Students create Young Democratic Socialists chapter, continue support for Bernie Sanders


Carolyn Cole/Los Angeles Times/TNS

Bernie Sanders speaks passionately on the first night of the Democratic National Convention on July 25 in Philadelphia, Pa. Some Northwestern students are not abandoning their support of Sanders even though he did not win the Democratic nomination.

Jonah Dylan, Reporter

Eugene Debs died in 1926, but that won’t stop Camren Ward from considering writing in the name of the socialist politician on Nov. 8. Ward voted for Bernie Sanders in the Illinois Democratic primary but said he will not vote for Hillary Clinton in the general election.

“It’s kind of a throwaway, but I have the luxury of that being from a non-swing state,” the Weinberg junior said.

Ward said he is starting a chapter of the Young Democratic Socialists, an organization with chapters at colleges nationwide, at Northwestern. He said the club has been approved by the University and has five members so far.

Weinberg junior Charles Blackstone, a member of the group, said Ward will likely serve as the president of the NU chapter, which is awaiting approval from the national headquarters. Aside from the current members, there are “a dozen or two” other students who have shown interest, Blackstone said.

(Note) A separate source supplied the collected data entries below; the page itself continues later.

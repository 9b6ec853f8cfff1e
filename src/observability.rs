//! Tracing setup and refresh counters

use serde::Serialize;
use std::sync::atomic::{AtomicU64, Ordering};
use tracing_subscriber::EnvFilter;

const DEFAULT_FILTER: &str = "warmcache=info";

/// Install the global fmt subscriber (`RUST_LOG` overrides the default filter)
pub fn init_tracing() {
    let filter = EnvFilter::try_from_default_env().unwrap_or_else(|_| EnvFilter::new(DEFAULT_FILTER));

    tracing_subscriber::fmt().with_env_filter(filter).init();
}

/// Counters shared by the scheduler, its workers and the admin API
#[derive(Debug, Default)]
pub struct Metrics {
    cycles_completed: AtomicU64,
    targets_refreshed: AtomicU64,
    fetch_failures: AtomicU64,
    store_failures: AtomicU64,
    enumeration_failures: AtomicU64,
    signals_received: AtomicU64,
}

impl Metrics {
    pub fn new() -> Self {
        Self::default()
    }

    pub fn cycle_completed(&self) {
        self.cycles_completed.fetch_add(1, Ordering::Relaxed);
        tracing::debug!(counter = "cycles_completed", "Metric incremented");
    }

    pub fn target_refreshed(&self) {
        self.targets_refreshed.fetch_add(1, Ordering::Relaxed);
    }

    pub fn fetch_failed(&self) {
        self.fetch_failures.fetch_add(1, Ordering::Relaxed);
        tracing::debug!(counter = "fetch_failures", "Metric incremented");
    }

    pub fn store_failed(&self) {
        self.store_failures.fetch_add(1, Ordering::Relaxed);
        tracing::debug!(counter = "store_failures", "Metric incremented");
    }

    pub fn enumeration_failed(&self) {
        self.enumeration_failures.fetch_add(1, Ordering::Relaxed);
        tracing::debug!(counter = "enumeration_failures", "Metric incremented");
    }

    pub fn signal_received(&self) {
        self.signals_received.fetch_add(1, Ordering::Relaxed);
    }

    pub fn snapshot(&self) -> MetricsSnapshot {
        MetricsSnapshot {
            cycles_completed: self.cycles_completed.load(Ordering::Relaxed),
            targets_refreshed: self.targets_refreshed.load(Ordering::Relaxed),
            fetch_failures: self.fetch_failures.load(Ordering::Relaxed),
            store_failures: self.store_failures.load(Ordering::Relaxed),
            enumeration_failures: self.enumeration_failures.load(Ordering::Relaxed),
            signals_received: self.signals_received.load(Ordering::Relaxed),
        }
    }
}

#[derive(Debug, Clone, Default, PartialEq, Eq, Serialize)]
pub struct MetricsSnapshot {
    pub cycles_completed: u64,
    pub targets_refreshed: u64,
    pub fetch_failures: u64,
    pub store_failures: u64,
    pub enumeration_failures: u64,
    pub signals_received: u64,
}

#[cfg(test)]
mod tests {
    use super::*;

    #[test]
    fn test_snapshot_counts() {
        let metrics = Metrics::new();
        metrics.target_refreshed();
        metrics.target_refreshed();
        metrics.fetch_failed();
        metrics.cycle_completed();

        let snapshot = metrics.snapshot();
        assert_eq!(snapshot.targets_refreshed, 2);
        assert_eq!(snapshot.fetch_failures, 1);
        assert_eq!(snapshot.cycles_completed, 1);
        assert_eq!(snapshot.store_failures, 0);
    }
}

Although Blackstone, Ward and Jalil Khoury, another member of the group, are all registered as Democrats, they said they won’t necessarily vote for Democratic candidates in future elections. Blackstone said the Young Democratic Socialists don’t have to support Democrats and instead can act as a third-party option.

“The bipartisan system has become so stale that it’s sending a message that these third parties are legitimate,” he said.

The three students all said they support Sanders and are not sure if there is a current candidate who shares their viewpoints on a variety of issues.

Khoury, a Weinberg sophomore, said he does not trust Clinton on several issues, and he hasn’t decided if he will vote at all next week.

“It is hard for me to choose,” he said, “because I don’t feel like picking the lesser of two evils is the way we should be voting.”

Other students who support Sanders expressed different reasons for disliking Clinton as a candidate. Blackstone said his issue with Clinton does not come down to trust.

“It’s…do I want to see third-party candidates have some legitimacy in the nation, or do I want to vote for someone who for me is safer than the other option?” he said.

Blackstone said he had socialist views before Sanders launched his campaign, but he became more interested in socialism after coming to NU.

“I started seeing myself looking towards socialism as the answer to problems in this nation, both politically and socially,” Blackstone said. “It just so happened that a year later a candidate with similar beliefs became legitimate.”

Although Khoury and Blackstone are having a tough time grappling with whether or not to vote for Clinton, neither of them has considered voting for Republican nominee Donald Trump.

Khoury said the decision to not vote for Trump was an easy one.

“He does not care about other people,” Khoury said. “That is my biggest thing.”

According to the polling website FiveThirtyEight, Clinton has about a 71 percent chance to win the election. In Illinois, she has a 98.5 percent chance of winning. The last time Illinois voted for a Republican presidential candidate was George H.W. Bush in 1988.

Due to the likeliness of a Clinton win in Illinois, Sanders supporters like Ward are not very worried about who to vote for. Ward said he would consider voting for Clinton if he lived in one of the swing states, where the election is expected to be close.

Ward said he doesn’t think Clinton will fight for the policies she says she adopted from Sanders, such as debt-free college, but said Sanders pushed Clinton to the left despite not winning the Democratic nomination.

He said even though Sanders is considered a democratic socialist, he would’ve liked Sanders to be even farther to the left.

“He was big on single-payer healthcare, which is huge,” Ward said. “He was big on free college. Even for a lot of socialists, he was a bit of a compromise candidate. He wasn’t even as far left as some of us would like.”

Blackstone said his political beliefs fall to the left of Clinton, and he’s deciding whether to vote for her or Green Party nominee Jill Stein. He also related his political ideology to Karl Marx.

“I’m a conservative marxist, but it’s 2016,” Blackstone said. “Things have changed. That’s why things like democratic socialism exist.”